The first, early in the piece, is a nutshell summary of the Fact Checker's findings:
"There are signs pointing to decisions possibly being made in the governor’s office, but a direct link to the governor himself is hard to find."
The second, is taken from a statement read by Ari Adler, Governor Rick Snyder's communications director:
"Gov. Snyder has apologized, taken responsibility for what happened and has begun a top to bottom culture change in Michigan state government,”

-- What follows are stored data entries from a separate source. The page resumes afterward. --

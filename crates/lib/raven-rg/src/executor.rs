use anyhow::Context;

use crate::compiled_graph::CompiledRenderGraph;
use crate::device::Device;
use crate::graph::RenderGraph;
use crate::payload_pool::PassPayloadPool;
use crate::resource_desc::MsaaSamples;
use crate::transient_resource_cache::{CacheStats, TransientResourceCache};

/// Parameters of the frame being executed.
#[derive(Clone, Copy, Debug, PartialEq, Eq)]
pub struct ExecuteParams {
    pub rendering_width: u32,
    pub rendering_height: u32,
    /// Sample count of the textures created with `msaa`.
    pub msaa_samples: MsaaSamples,
}

impl ExecuteParams {
    pub fn new(rendering_width: u32, rendering_height: u32) -> Self {
        Self {
            rendering_width,
            rendering_height,
            msaa_samples: MsaaSamples::None,
        }
    }
}

/// Render graph behavior switches, applied to every graph the executor hands out.
#[derive(Clone, Copy, Debug, PartialEq, Eq)]
pub struct RenderGraphConfig {
    /// Drop passes whose outputs never reach a terminal output.
    pub culling: bool,
    /// Allow passes to leave the graphics queue.
    pub async_compute: bool,
    /// Log the final schedule of every frame at info level.
    pub log_schedule: bool,
}

impl Default for RenderGraphConfig {
    fn default() -> Self {
        Self {
            culling: true,
            async_compute: true,
            log_schedule: false,
        }
    }
}

/// Render graph executor to build and run a render graph every frame.
///
/// Owns the device and everything that outlives a single frame: the transient resource cache and the payload pool.
pub struct Executor<D: Device> {
    device: D,
    transient_resource_cache: TransientResourceCache<D::Texture>,
    payload_pool: PassPayloadPool,
    config: RenderGraphConfig,
    frame_index: u64,
}

impl<D: Device> Executor<D> {
    pub fn new(device: D, config: RenderGraphConfig) -> Self {
        Self {
            device,
            transient_resource_cache: TransientResourceCache::new(),
            payload_pool: PassPayloadPool::new(),
            config,
            frame_index: 0,
        }
    }

    #[inline]
    pub fn device(&self) -> &D {
        &self.device
    }

    #[inline]
    pub fn device_mut(&mut self) -> &mut D {
        &mut self.device
    }

    #[inline]
    pub fn config(&self) -> &RenderGraphConfig {
        &self.config
    }

    pub fn set_config(&mut self, config: RenderGraphConfig) {
        self.config = config;
    }

    /// Number of frames executed so far, failed ones included.
    #[inline]
    pub fn frame_index(&self) -> u64 {
        self.frame_index
    }

    #[inline]
    pub fn cache_stats(&self) -> CacheStats {
        self.transient_resource_cache.stats()
    }

    /// Number of physical textures waiting in the cache.
    #[inline]
    pub fn cached_texture_count(&self) -> usize {
        self.transient_resource_cache.len()
    }

    /// Number of payloads waiting to be reused.
    #[inline]
    pub fn pooled_payload_count(&self) -> usize {
        self.payload_pool.len()
    }

    /// Start a new frame with a fresh render graph.
    ///
    /// Payloads recycled by the previous frames are lent to the new graph.
    /// Hand the graph back through [`Executor::compile`] or [`Executor::abandon_frame`] to keep them.
    pub fn begin_frame(&mut self) -> RenderGraph<D> {
        RenderGraph::from_parts(self.config, std::mem::take(&mut self.payload_pool))
    }

    /// Compile a graph given by [`Executor::begin_frame`].
    ///
    /// A failing graph counts as a dropped frame, its payloads are kept for the next one.
    pub fn compile(&mut self, rg: RenderGraph<D>) -> anyhow::Result<CompiledRenderGraph<D>> {
        match rg.compile_or_recover() {
            Ok(compiled) => Ok(compiled),
            Err((err, payload_pool)) => {
                glog::error!("Frame {} dropped: {}", self.frame_index, err);
                self.payload_pool = payload_pool;
                self.frame_index += 1;
                Err(err).context("Failed to compile render graph")
            }
        }
    }

    /// Drop a frame without executing it.
    pub fn abandon_frame(&mut self, rg: RenderGraph<D>) {
        glog::warn!("Frame {} abandoned before execution", self.frame_index);
        self.payload_pool = rg.into_payload_pool();
        self.frame_index += 1;
    }

    /// Execute a compiled render graph.
    ///
    /// Whatever happens, every physical texture realized by this frame is given back to the cache.
    pub fn execute(&mut self, compiled: CompiledRenderGraph<D>, params: &ExecuteParams) -> anyhow::Result<()> {
        let frame_index = self.frame_index;
        self.frame_index += 1;

        let mut executing = compiled.prepare_execute(params, &mut self.device, &mut self.transient_resource_cache);
        let result = executing.execute_passes();

        let retired = executing.retire();
        self.payload_pool = retired.release_owned_resources(&mut self.transient_resource_cache);

        match &result {
            Ok(()) => {
                let stats = self.transient_resource_cache.stats();
                glog::debug!("Frame {} done, transient cache hits {} misses {}, {} textures cached",
                    frame_index, stats.hits, stats.misses, self.transient_resource_cache.len());
            }
            Err(err) => glog::error!("Frame {} dropped: {:?}", frame_index, err),
        }

        result.with_context(|| format!("Failed to execute frame {}", frame_index))
    }

    /// Declare, compile and execute a frame in one go.
    pub fn run_frame<PrepareFunc>(
        &mut self,
        params: &ExecuteParams,
        prepare_func: PrepareFunc,
    ) -> anyhow::Result<()>
    where
        PrepareFunc: FnOnce(&mut RenderGraph<D>) -> anyhow::Result<()>,
    {
        let mut rg = self.begin_frame();

        // user-side callback
        if let Err(err) = prepare_func(&mut rg) {
            self.abandon_frame(rg);
            return Err(err).context("Failed to declare render graph");
        }

        let compiled = self.compile(rg)?;
        self.execute(compiled, params)
    }

    /// Destroy every cached texture and give the device back.
    pub fn shutdown(mut self) -> D {
        self.transient_resource_cache.clean(&mut self.device);
        self.device
    }
}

Harry Truman, 33rd President of the United States, famously kept a sign on his desk at the Oval Office that read "The Buck Stops Here." It was meant to reassure voters and the public that in his administration there would be no shirking of responsibility, no "passing of the buck" as it were. The failures of the administration would be acknowledged as failures of the President himself. The phrase is as iconic to and colors popular perceptions of the Truman administration as the legend of the cherry tree informs popular views of George Washington and his upright moral fiber. It has also become a kind of litmus test of an administration's trustworthiness and willingness to claim responsibility for its failures. The following exchange delivered by George W. Bush press secretary Scott McClellan in the wake of the Hurricane Katrina fiasco is just one such example of the many we could produce:
Q ... First, just to get you on the record, where does the buck stop in this administration?
MR. McCLELLAN: The President.
Q All right. So he will be held accountable as the head of the government for the federal response that he's already acknowledged was inadequate and unacceptable?
MR. McCLELLAN: The President's most important responsibility is the safety and security of the American people. He talks about that often. That is his most important responsibility. ..."
George W. Bush paid an enormous political price for the Federal Government's bungling of the Hurricane Katrina relief effort, perhaps no further proof is needed than the various attempts that Republicans have made over the years to label some incident or other "Obama's Katrina." But the truth is, that President Bush didn't pay that price because he accepted responsibility for Katrina, but rather because the aid effort his administration undertook was so woefully inadequate to the task and his initial response to the disaster so inadequate that any attempt to deflect responsibility would have been met with disdainful laughter by all but the most sycophantic of supporters.
Indeed, there's a good case to be made that the formal acceptance of responsibility is more often an attempt deflect actual responsibility than embrace it, as when, for instance, John Pointdexter echoed Harry Truman's famous phrase in an attempt to shield Ronald Reagan from responsibility for the Iran/Contra scandal.